Yukon’s publicly funded Catholic school system’s new draft policy on “same-sex attraction” makes queer students second-class citizens, says one homophobia and education researcher.
But the Yukon Department of Education says the proposed new policy is compliant with human rights legislation.
On Sept 3, the Roman Catholic Diocese of Whitehorse released a draft policy on gay and lesbian students titled “One Heart: Ministering by Love,” which was developed under the umbrella of the Department of Education’s existing policy on gender identity and sexual orientation. The councils for the three Catholic schools in Whitehorse are reviewing the draft policy and collecting feedback until Oct 11.
The draft policy replaces an earlier document titled “Living with Hope, Ministering by Love, Teaching in Truth,” which was developed by Whitehorse Bishop Gary Gordon as a resource for Catholic schools and pastoral staff.
In March, then-education minister Scott Kent met with Gordon after parents raised concerns about the document’s language. In an open letter to the bishop, Kent said the document was inconsistent with territorial education policies and possibly the Yukon Human Rights Act and the Canadian Charter of Rights and Freedoms.
“Given the requirements of our 1962 Agreement and the Education Act, those parts of the Episcopal Corporation’s policy that are inconsistent with and do not meet the requirements of existing laws and policies cannot have application in any publicly supported schools in the Yukon.
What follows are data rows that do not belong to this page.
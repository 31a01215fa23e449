use std::ops::Range;

use async_trait::async_trait;
use chrono::{DateTime, Duration, Utc};
use serde::{Deserialize, Serialize};
use serde_with::{serde_as, DisplayFromStr};
use thiserror::Error;
use tracing::debug;
use uuid::Uuid;

use crate::domain::{DataAccessError, Entity};

use super::core::{
    AppointmentCustomer, AppointmentError, AppointmentId, Currency, Price, Service,
    ServiceDuration, ServiceId, ServiceType, TimeSlot,
};

/// Half-open search window. An inverted window matches nothing.
pub type SearchRange = Range<DateTime<Utc>>;

/// Immutable availability data set the widget searches over.
#[derive(Clone, Debug, Default, Serialize, Deserialize)]
pub struct AvailabilityStore {
    slots: Vec<TimeSlot>,
    services: Vec<Service>,
}

impl AvailabilityStore {
    pub fn new(slots: Vec<TimeSlot>, services: Vec<Service>) -> Self {
        AvailabilityStore { slots, services }
    }

    /// Fixed data set used by the interactive walkthrough and the tests.
    pub fn sample() -> Self {
        let slots = [
            ("2025-11-30T09:00:00Z", true),
            ("2025-11-30T09:30:00Z", true),
            ("2025-11-30T10:00:00Z", false),
            ("2025-11-30T10:30:00Z", true),
            ("2025-11-30T14:00:00Z", true),
            ("2025-11-30T14:30:00Z", false),
            ("2025-12-01T10:00:00Z", true),
            ("2025-12-01T10:30:00Z", true),
            ("2025-12-01T11:00:00Z", true),
            ("2025-12-01T15:00:00Z", false),
            ("2025-12-02T09:00:00Z", true),
            ("2025-12-02T09:30:00Z", false),
            ("2025-12-02T16:00:00Z", true),
            ("2025-12-03T11:00:00Z", true),
            ("2025-12-03T11:30:00Z", true),
            ("2025-12-03T12:00:00Z", false),
            ("2025-12-04T13:00:00Z", true),
            ("2025-12-04T13:30:00Z", true),
            ("2025-12-04T14:00:00Z", true),
            ("2025-12-05T10:00:00Z", false),
            ("2025-12-05T10:30:00Z", true),
            ("2025-12-06T09:00:00Z", true),
            ("2025-12-06T09:30:00Z", true),
            ("2025-12-06T10:00:00Z", true),
            ("2025-12-06T14:00:00Z", false),
            ("2025-12-07T15:00:00Z", true),
            ("2025-12-07T15:30:00Z", true),
            ("2025-12-08T11:00:00Z", false),
            ("2025-12-08T11:30:00Z", true),
            ("2025-12-08T12:00:00Z", true),
            ("2025-12-09T10:00:00Z", true),
            ("2025-12-09T10:30:00Z", true),
            ("2025-12-09T11:00:00Z", true),
            ("2025-12-09T11:30:00Z", false),
            ("2025-12-10T09:00:00Z", true),
            ("2025-12-10T09:30:00Z", true),
            ("2025-12-10T14:00:00Z", true),
            ("2025-12-10T14:30:00Z", true),
        ]
        .into_iter()
        .map(|(start, is_available)| {
            let start = start.parse::<DateTime<Utc>>().unwrap();
            TimeSlot::create(start, start + Duration::minutes(30), is_available).unwrap()
        })
        .collect();
        let services = vec![
            Service::create(
                ServiceId::from("service-1"),
                "Cardiology Consultation".to_owned(),
                Some("Initial consultation focusing on cardiovascular diagnosis.".to_owned()),
                ServiceDuration::new(60).unwrap(),
                Some(Price::new(20000, Currency::USD)),
                ServiceType::Consultation,
            )
            .unwrap(),
            Service::create(
                ServiceId::from("service-2"),
                "Dermatology Consultation".to_owned(),
                Some("Consultation for skin condition diagnosis and treatment.".to_owned()),
                ServiceDuration::new(45).unwrap(),
                Some(Price::new(18000, Currency::USD)),
                ServiceType::Consultation,
            )
            .unwrap(),
        ];
        AvailabilityStore::new(slots, services)
    }

    /// Fresh half-hour grid across the window, every slot open. The last
    /// slot may run past the window end; slots are never clipped.
    pub fn generated(time: &SearchRange, services: Vec<Service>) -> Self {
        let mut slots = Vec::new();
        let mut current = time.start;
        while current < time.end {
            let end = current + Duration::minutes(30);
            // A half-hour step forward is always a valid interval.
            slots.push(TimeSlot::create(current, end, true).unwrap());
            current = end;
        }
        AvailabilityStore::new(slots, services)
    }

    pub fn slots(&self) -> &[TimeSlot] {
        &self.slots
    }

    pub fn services(&self) -> &[Service] {
        &self.services
    }

    pub fn service(&self, id: &ServiceId) -> Option<&Service> {
        self.services.iter().find(|s| s.id() == *id)
    }

    /// Widest window covered by the data set, the default search range.
    pub fn span(&self) -> Option<SearchRange> {
        let start = self.slots.iter().map(TimeSlot::start).min()?;
        let end = self.slots.iter().map(TimeSlot::end).max()?;
        Some(start..end)
    }

    /// Slots overlapping the search window, paired with the services of the
    /// requested type. Unavailable slots stay in the result; the calendar
    /// needs them to tell an empty day from a fully booked one.
    pub fn availability(
        &self,
        search: &SearchRange,
        service_type: Option<ServiceType>,
    ) -> AvailabilityView {
        let time_slots: Vec<TimeSlot> = match search.is_empty() {
            true => Vec::new(),
            false => self
                .slots
                .iter()
                .filter(|s| s.overlaps(search))
                .copied()
                .collect(),
        };
        let available_services: Vec<ServiceSummary> = self
            .services
            .iter()
            .filter(|s| service_type.map_or(true, |t| s.service_type() == t))
            .map(ServiceSummary::from)
            .collect();
        debug!(
            "availability search {} .. {} matched {} slots, {} services",
            search.start,
            search.end,
            time_slots.len(),
            available_services.len(),
        );
        AvailabilityView::new(service_type, time_slots, available_services)
    }
}

/// Search result the calendar renders from.
#[derive(Clone, Debug, Default, PartialEq, Serialize, Deserialize)]
pub struct AvailabilityView {
    service_type: Option<ServiceType>,
    time_slots: Vec<TimeSlot>,
    available_services: Vec<ServiceSummary>,
}

impl AvailabilityView {
    pub fn new(
        service_type: Option<ServiceType>,
        time_slots: Vec<TimeSlot>,
        available_services: Vec<ServiceSummary>,
    ) -> Self {
        AvailabilityView {
            service_type,
            time_slots,
            available_services,
        }
    }

    pub fn service_type(&self) -> Option<ServiceType> {
        self.service_type
    }

    pub fn time_slots(&self) -> &[TimeSlot] {
        &self.time_slots
    }

    pub fn available_services(&self) -> &[ServiceSummary] {
        &self.available_services
    }

    pub fn service(&self, id: &ServiceId) -> Option<&ServiceSummary> {
        self.available_services.iter().find(|s| s.id == *id)
    }

    /// The slot a customer picked, addressed by its start instant.
    pub fn slot_starting_at(&self, start: DateTime<Utc>) -> Option<&TimeSlot> {
        self.time_slots.iter().find(|s| s.start() == start)
    }
}

/// Service entry as the availability response presents it.
#[derive(Clone, Debug, PartialEq, Serialize, Deserialize)]
pub struct ServiceSummary {
    pub id: ServiceId,
    pub name: String,
    pub description: Option<String>,
    pub duration_minutes: u32,
    pub price: Option<f64>,
    pub service_type: ServiceType,
    pub created_at: DateTime<Utc>,
    pub updated_at: DateTime<Utc>,
}

impl From<&Service> for ServiceSummary {
    fn from(value: &Service) -> Self {
        ServiceSummary {
            id: value.id(),
            name: value.name().to_owned(),
            description: value.description().map(str::to_owned),
            duration_minutes: value.duration().minutes(),
            price: value.price().map(Price::to_decimal),
            service_type: value.service_type(),
            created_at: value.created_at(),
            updated_at: value.updated_at(),
        }
    }
}

/// Query half of the availability contract.
#[serde_as]
#[derive(Clone, Debug, PartialEq, Eq, Serialize, Deserialize)]
pub struct AvailabilityRequest {
    #[serde_as(as = "DisplayFromStr")]
    pub service_type: ServiceType,
    pub start: DateTime<Utc>,
    pub end: DateTime<Utc>,
}

impl AvailabilityRequest {
    pub fn new(
        service_type: ServiceType,
        start: DateTime<Utc>,
        end: DateTime<Utc>,
    ) -> Result<Self, AvailabilityRequestError> {
        match start < end {
            true => Ok(AvailabilityRequest {
                service_type,
                start,
                end,
            }),
            false => Err(AvailabilityRequestError::InvalidRange),
        }
    }

    pub fn range(&self) -> SearchRange {
        self.start..self.end
    }
}

#[derive(Error, Debug)]
pub enum AvailabilityRequestError {
    #[error("End date must be after start date")]
    InvalidRange,
}

/// Booking submission of the contract.
#[derive(Clone, Debug, PartialEq, Eq, Serialize, Deserialize)]
pub struct BookingRequest {
    pub service_id: ServiceId,
    pub customer: AppointmentCustomer,
    pub requested_datetime: DateTime<Utc>,
}

/// Identifiers handed back for a successful booking.
#[derive(Copy, Clone, Debug, PartialEq, Eq, Serialize, Deserialize)]
pub struct BookingReceipt {
    pub appointment_id: AppointmentId,
    pub cancellation_token: Uuid,
    pub view_token: Uuid,
}

/// Booking failure, with the stable code the contract names.
#[derive(Error, Debug)]
pub enum BookingError {
    #[error("Service not found")]
    ServiceNotFound,
    #[error("The requested time slot is not available for this service")]
    TimeSlotConflict,
    #[error("The requested time slot conflicts with another appointment for this user")]
    UserTimeSlotConflict,
    #[error("Appointment not found or invalid token")]
    AppointmentNotFound,
    #[error("Cannot cancel an appointment that is not scheduled")]
    InvalidStatusForCancellation,
    #[error("Validation error: {0}")]
    Validation(#[from] AppointmentError),
    #[error(transparent)]
    DataAccess(#[from] DataAccessError),
}

impl BookingError {
    pub fn code(&self) -> &'static str {
        match self {
            BookingError::ServiceNotFound => "SERVICE_NOT_FOUND",
            BookingError::TimeSlotConflict => "TIME_SLOT_CONFLICT",
            BookingError::UserTimeSlotConflict => "USER_TIME_SLOT_CONFLICT",
            BookingError::AppointmentNotFound => "APPOINTMENT_NOT_FOUND",
            BookingError::InvalidStatusForCancellation => "INVALID_STATUS_FOR_CANCELLATION",
            BookingError::Validation(_) => "VALIDATION_ERROR",
            BookingError::DataAccess(_) => "INTERNAL_ERROR",
        }
    }
}

/// Backend the booking widget talks to.
#[async_trait]
pub trait AvailabilityProvider {
    /// Slots and services for the requested window
    async fn fetch_availability(
        &self,
        request: AvailabilityRequest,
    ) -> Result<AvailabilityView, DataAccessError>;
    /// Book a slot for a customer
    async fn book(&self, request: BookingRequest) -> Result<BookingReceipt, BookingError>;
    /// Cancel a booked appointment by its cancellation token
    async fn cancel(&self, cancellation_token: Uuid) -> Result<(), BookingError>;
}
This also includes religious instructional material in the Catholic separate schools,” Kent wrote.
The government is satisfied that the new document meets those legal requirements.
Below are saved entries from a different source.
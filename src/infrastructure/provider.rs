use std::time::Duration;

use async_trait::async_trait;
use snowflake::SnowflakeIdGenerator;
use tokio::sync::RwLock;
use tracing::debug;
use uuid::Uuid;

use crate::domain::availability::{
    AvailabilityProvider, AvailabilityRequest, AvailabilityStore, AvailabilityView, BookingError,
    BookingReceipt, BookingRequest, SearchRange,
};
use crate::domain::core::{Appointment, AppointmentId, Service, ServiceType};
use crate::domain::{Aggregation, DataAccessError, Entity, IdGenerator};

/// Backend stand-in serving canned availability out of process memory.
///
/// Bookings are written back, so a booked time stops being offered on the
/// next fetch. An artificial response delay makes the widget behave as it
/// would against a remote service.
pub struct InMemoryAvailabilityProvider {
    state: RwLock<ProviderState>,
    delay: Duration,
}

struct ProviderState {
    store: AvailabilityStore,
    appointments: Vec<Appointment>,
    ids: IdGenerator,
}

impl ProviderState {
    /// Availability is scoped per service type; an appointment only blocks
    /// the grid it was booked under.
    fn booked_over(&self, time: &SearchRange, service_type: ServiceType) -> bool {
        self.appointments.iter().any(|a| {
            self.store
                .service(a.service_id())
                .map_or(false, |s| s.service_type() == service_type)
                && a.conflicts_with(time)
        })
    }
}

impl InMemoryAvailabilityProvider {
    pub fn new(store: AvailabilityStore) -> Self {
        Self::with_delay(store, Duration::ZERO)
    }

    pub fn with_delay(store: AvailabilityStore, delay: Duration) -> Self {
        InMemoryAvailabilityProvider {
            state: RwLock::new(ProviderState {
                store,
                appointments: Vec::new(),
                ids: SnowflakeIdGenerator::new(1, 1).into(),
            }),
            delay,
        }
    }

    /// Provider over a fresh half-hour grid instead of the canned fixture.
    pub fn generated(time: &SearchRange, services: Vec<Service>) -> Self {
        Self::new(AvailabilityStore::generated(time, services))
    }

    pub async fn appointment_by_view_token(&self, view_token: Uuid) -> Option<Appointment> {
        let state = self.state.read().await;
        state
            .appointments
            .iter()
            .find(|a| a.view_token() == view_token)
            .cloned()
    }
}

#[async_trait]
impl AvailabilityProvider for InMemoryAvailabilityProvider {
    async fn fetch_availability(
        &self,
        request: AvailabilityRequest,
    ) -> Result<AvailabilityView, DataAccessError> {
        tokio::time::sleep(self.delay).await;
        let state = self.state.read().await;
        let view = state
            .store
            .availability(&request.range(), Some(request.service_type));
        let time_slots = view
            .time_slots()
            .iter()
            .map(|s| match state.booked_over(&s.time(), request.service_type) {
                true => s.with_availability(false),
                false => *s,
            })
            .collect();
        Ok(AvailabilityView::new(
            view.service_type(),
            time_slots,
            view.available_services().to_vec(),
        ))
    }

    async fn book(&self, request: BookingRequest) -> Result<BookingReceipt, BookingError> {
        tokio::time::sleep(self.delay).await;
        let mut state = self.state.write().await;
        let service = match state.store.service(&request.service_id) {
            Some(service) => service.clone(),
            None => return Err(BookingError::ServiceNotFound),
        };
        // The booked span runs for the service duration, not the slot length.
        let time = request.requested_datetime
            ..request.requested_datetime + service.duration().to_duration();
        // Bookings are slot-addressed; the requested start must be a slot
        // that is still on offer.
        if !state
            .store
            .slots()
            .iter()
            .any(|s| s.start() == time.start && s.is_available())
        {
            return Err(BookingError::TimeSlotConflict);
        }
        if state
            .appointments
            .iter()
            .any(|a| *a.service_id() == request.service_id && a.conflicts_with(&time))
        {
            return Err(BookingError::TimeSlotConflict);
        }
        if state
            .appointments
            .iter()
            .any(|a| a.customer().email() == request.customer.email() && a.conflicts_with(&time))
        {
            return Err(BookingError::UserTimeSlotConflict);
        }
        let id = AppointmentId::from(state.ids.generate());
        let mut appointment = Appointment::book(
            id,
            request.service_id.clone(),
            request.customer,
            time.clone(),
            Uuid::new_v4(),
            Uuid::new_v4(),
        )?;
        // No event stream here; the aggregate itself is the record.
        appointment.clear();
        let receipt = BookingReceipt {
            appointment_id: appointment.id(),
            cancellation_token: appointment.cancellation_token(),
            view_token: appointment.view_token(),
        };
        debug!(
            "booked appointment {} for {} at {}",
            receipt.appointment_id, request.service_id, time.start,
        );
        state.appointments.push(appointment);
        Ok(receipt)
    }

    async fn cancel(&self, cancellation_token: Uuid) -> Result<(), BookingError> {
        tokio::time::sleep(self.delay).await;
        let mut state = self.state.write().await;
        let appointment = match state
            .appointments
            .iter_mut()
            .find(|a| a.cancellation_token() == cancellation_token)
        {
            Some(appointment) => appointment,
            None => return Err(BookingError::AppointmentNotFound),
        };
        match appointment.cancel() {
            Ok(()) => {
                appointment.clear();
                debug!("cancelled appointment {}", appointment.id());
                Ok(())
            }
            Err(_) => Err(BookingError::InvalidStatusForCancellation),
        }
    }
}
“The Department of Education’s legal concern has never been about the beliefs of the Catholic Church or the religious teachings of the church on human sexuality,” says Tom Ullyett, assistant deputy minister for the Department of Justice, which provides legal services to other ministries.
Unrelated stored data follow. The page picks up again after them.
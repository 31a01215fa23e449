mod appointment;
mod service;
mod slot;

pub use self::appointment::*;
pub use self::service::*;
pub use self::slot::*;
“The concern of the Department of Education was whether the policy — whether the document in itself in its words on its face — does it either embody discrimination or does it justify or promote discrimination? So that’s why we say with confidence that the new policy meets the test of the Charter and meets the test of the Human Rights Act.”
The new policy excludes language from the previous document that described “homosexual orientation” as “intrinsically disordered” and “homosexual acts” as “acts of grave depravity,” as well as a call to educators to help queer youth avoid involvement in a “gay culture opposed to the Church’s teaching, with its often aggressive and immoral lifestyle.”
The draft policy still includes several references to Catholic teachings on homosexuality, including a letter to Catholic bishops titled “On the Pastoral Care of Homosexual Persons,” which was written by the Congregation for the Doctrine of the Faith in 1986.
“This policy clearly singles out gay and lesbian students — or ‘homosexual students,’ as they say — for differential treatment, so it’s discriminatory in its intent,” says Kris Wells, a researcher at the University of Alberta's Institute for Sexual Minority Studies and Services.
Wells wonders how the draft policy could coexist with the Yukon government’s existing policy to address homophobia in schools throughout the territory.
He also takes issue with the draft policy’s guidelines for “any group that addresses issues of diversity, discrimination” within Whitehorse Catholic schools. While the new document now allows gay-straight alliances to include the word “gay” in their name, the group’s name still must start with the words “One Heart” and its symbols must include an image of a heart and cross.
Any speakers, resources or outside-school events must be first approved by the school administration after consultation with the bishop and any fundraising initiatives must be first vetted by the school to ensure “compatibility with the Catholic faith.”
“Would aboriginal students, for example, be singled out for differential treatment and have their rights of freedom of speech and assembly limited when compared to other students?” asks Wells. “We’ve learned that lesson in history, and it was the damaging legacy of residential schools. What we are doing is creating educational apartheid when it comes to LGBT students. There quite simply cannot be separate but equal by treating them patently differently than their heterosexual peers.”
Wells wonders how many other groups have to seek permission for guest speakers and which charities to support.
Ullyett says the fact that a policy deals specifically with a particular situation or a certain group of individuals does not make it unconstitutional or illegal.
“We recognize that the Catholic Church, like any number of religious denominations, has its own views and moral code on homosexuality, but that hasn’t been our concern,” he says.
The mere fact that references in the policy refer back to the Catholic teaching, or even summarize Catholic teachings, “in and of itself doesn’t affect the legal fortitude of the policy.”
Xtra’s attempts to reach Gordon were unsuccessful.